Regarding the use of either adenosine or regadenoson vasodilator stress was up to the discretion of the treating physician. This might have influenced the results. However, there was no relevant difference in baseline characteristics between the two vasodilator groups (Table S1). Regadenoson was used in patients with (relative) contraindications to adenosine, such as allergic asthma or COPD. Still, there might be a residual risk of confounding as some relevant comorbidities for the decision to use regadenoson are not recorded in the report. No clinically relevant adverse event associated with both vasodilators occurred during this observation period. In addition, the regadenoson group accounts for a rather small percentage (12%) of our cohort, but compared to previously published studies with regadenoson, the study size of 277 patients is still considerable (van Tosh N = 20513, Hsiao N = 1345, Naya, N = 14132).

With our definition of normal scan (SSS 0-3) there might be some slightly pathological scans included in the normal group and therefore falsify the values. In an additional analysis we compared SSS 0 with SSS 0-3 scans and found no statistically significant difference except for a slight, clinically non-relevant difference in rest and stress LVEF in CAD patients (Table S4). Furthermore, stratifying patients according to SSS, which is a mixed marker of ischemia and scar, can label patients with an old scar but without ischemia as abnormal and information about ischemia is not purely available. Therefore, we re-analyzed the data stratified by ischemia only (normal: SDS 0-1, abnormal: SDS >2). Results were comparable to the previous analysis with SSS ≥ 4 as cut-off as displayed in tables S5/S6 and figures S4/S5. As expected, values for LVEF and MBF were higher compared to SSS ≥4, but the same patterns of difference were observed. When using SDS ≥2 as cut-off, the difference between MFR in patients with SDS 0-1 depends significantly on CAD status (figure S4) and family history of CAD is more prevalent in patient with SDS ≥ 2 (Table S5).

MBF and MFR values can differ significantly depending on software packages and compartment models used33. We used the syngoMBF package, which uses the one-tissue compartment model which agreed best with other software packages, we expect our results to be widely applicable.

Conclusion

Normal values for rest and stress LVEF, LVEF reserve and MBF in daily practice have been defined in a large, unselected patient cohort, in several subgroups undergoing adenosine or regadenoson 82Rb-PET. Rest and stress LVEF, LVEF reserve as well as MBF values are considerably lower in patients with abnormal PET compared to patients with normal scans.

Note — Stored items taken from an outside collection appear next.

/*!
 * Every kind caught by one hosted catch-all
 */

use pretty_assertions::assert_eq;
use unwind_harness::core::guard::CleanupPhase;
use unwind_harness::dispatch::DispatchTable;
use unwind_harness::orchestrator::{Driver, Handler, Orchestrator, TestCase};
use unwind_harness::{AllocationSite, ExceptionKind, ExecutionContext};

fn run(kind: ExceptionKind, site: AllocationSite, depth: usize) -> TestCase {
    let orchestrator = Orchestrator::new(DispatchTable::builtin().unwrap());
    let case = TestCase::new(kind, site, depth).with_driver(Driver::Hosted);
    let report = orchestrator.run_case(&case).unwrap();

    assert!(report.passed(), "{}: {:?}", case, report.failures);
    assert_eq!(report.handled_by, Some(Handler::Case));
    assert_eq!(report.message.as_deref(), Some(kind.default_message()));
    assert_eq!(report.teardown, case.expected_teardown());
    case
}

#[test]
fn test_hosted_exception_reaches_hosted_driver() {
    for site in AllocationSite::ALL {
        run(ExceptionKind::Hosted, site, 5);
    }
}

#[test]
fn test_native_exception_translated_for_hosted_driver() {
    for site in AllocationSite::ALL {
        run(ExceptionKind::Native, site, 9);
    }
}

#[test]
fn test_structured_exception_translated_for_hosted_driver() {
    for site in AllocationSite::ALL {
        run(ExceptionKind::Structured, site, 3);
    }
}

#[test]
fn test_native_message_survives_translation() {
    let orchestrator = Orchestrator::new(DispatchTable::builtin().unwrap());
    let case = TestCase::new(ExceptionKind::Native, AllocationSite::Stack, 2)
        .with_driver(Driver::Hosted)
        .with_message("thrown natively, caught as hosted");

    let report = orchestrator.run_case(&case).unwrap();
    assert!(report.passed(), "{:?}", report.failures);
    assert_eq!(report.message.as_deref(), Some("thrown natively, caught as hosted"));
}

#[test]
fn test_driver_guards_follow_module_guards() {
    let orchestrator = Orchestrator::new(DispatchTable::builtin().unwrap());
    let case = TestCase::new(ExceptionKind::Structured, AllocationSite::Stack, 4)
        .with_driver(Driver::Hosted);
    let report = orchestrator.run_case(&case).unwrap();

    assert_eq!(report.teardown, vec![0, 1, 1, 2, 3, 3, 4]);
    let hosted: Vec<_> = report
        .events
        .iter()
        .filter(|e| e.tag % 2 == 1)
        .map(|e| (e.tag, e.context, e.phase))
        .collect();
    assert_eq!(
        hosted,
        vec![
            (1, ExecutionContext::Hosted, CleanupPhase::Disposed),
            (1, ExecutionContext::Hosted, CleanupPhase::Disposed),
            (3, ExecutionContext::Hosted, CleanupPhase::Disposed),
            (3, ExecutionContext::Hosted, CleanupPhase::Disposed),
        ]
    );
}
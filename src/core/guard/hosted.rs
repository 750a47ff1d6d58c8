/*!
 * Hosted Guards
 *
 * Guards that live on the hosted heap. How they are held decides when they
 * are torn down:
 *
 * - `Scoped<HostedGuard>`: disposed at scope exit, like a native guard
 * - `Gc<HostedGuard>`: finalized whenever the collector next finds it
 *   unreachable, which may be after the case or never
 */

use super::traits::Guard;
use super::{CleanupPhase, GuardError, GuardMetadata, GuardResult};
use crate::core::types::{AllocationSite, ExecutionContext};
use crate::hosted::{Gc, HostedHeap, HostedObject, Scoped};
use log::trace;
use std::sync::atomic::{AtomicBool, Ordering};

/// Hosted-context guard
///
/// Emits exactly one of `Disposed` or `Finalized`, whichever comes first.
pub struct HostedGuard {
    metadata: GuardMetadata,
    torn_down: AtomicBool,
}

impl HostedGuard {
    pub fn new(tag: usize, site: AllocationSite) -> Self {
        let metadata = GuardMetadata::new(tag, site, ExecutionContext::Hosted);
        trace!("+++ {:4} - HostedGuard {} ({})", tag, metadata.id, site);
        Self {
            metadata,
            torn_down: AtomicBool::new(false),
        }
    }

    /// Allocate a stack-scoped guard: disposed when the handle leaves scope
    pub fn scoped(heap: &HostedHeap, tag: usize) -> Scoped<HostedGuard> {
        Scoped::new(heap.alloc(Self::new(tag, AllocationSite::Stack)))
    }

    /// Allocate a heap-scoped guard: ownership moves to the collector
    pub fn collected(heap: &HostedHeap, tag: usize) -> Gc<HostedGuard> {
        heap.alloc(Self::new(tag, AllocationSite::Heap))
    }

    fn teardown(&self, phase: CleanupPhase) -> bool {
        if self.torn_down.swap(true, Ordering::SeqCst) {
            return false;
        }
        trace!(
            "--- {:4} - {} guard {} {:?}",
            self.metadata.tag,
            self.resource_type(),
            self.metadata.id,
            phase
        );
        self.metadata.emit(phase);
        true
    }
}

impl HostedObject for HostedGuard {
    fn dispose(&self) {
        self.teardown(CleanupPhase::Disposed);
    }

    fn finalize(&self) {
        self.teardown(CleanupPhase::Finalized);
    }
}

impl Guard for HostedGuard {
    fn resource_type(&self) -> &'static str {
        "hosted"
    }

    fn metadata(&self) -> &GuardMetadata {
        &self.metadata
    }

    fn is_active(&self) -> bool {
        !self.torn_down.load(Ordering::SeqCst)
    }

    fn release(&mut self) -> GuardResult<()> {
        if self.teardown(CleanupPhase::Disposed) {
            Ok(())
        } else {
            Err(GuardError::AlreadyReleased(self.metadata.id))
        }
    }
}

Adenosine and regadenoson vasodilator stress seem to result in similar stress LVEF and MBF responses. A stress LVEF ≥70% or LVEF increase ≥5% from rest to stress have a high negative predictive value to exclude relevant ischemia.

As stress LVEF and LVEF reserve are easily available during PET interpretation, the knowledge of their reaction to vasodilator stress and their predictive value can help to exclude relevant ischemia with even more diagnostic accuracy and certainty.

New Knowledge Gained

In 82Rb-PET, adenosine and regadenoson seem to have similar effect on stress LVEF, MBF and hemodynamics. Rest/stress LVEF, LVEF reserve and MBF values differ significantly between normal and abnormal scans as well as depending on CAD status. A stress LVEF ≥70% has a high NPV to exclude relevant ischemia.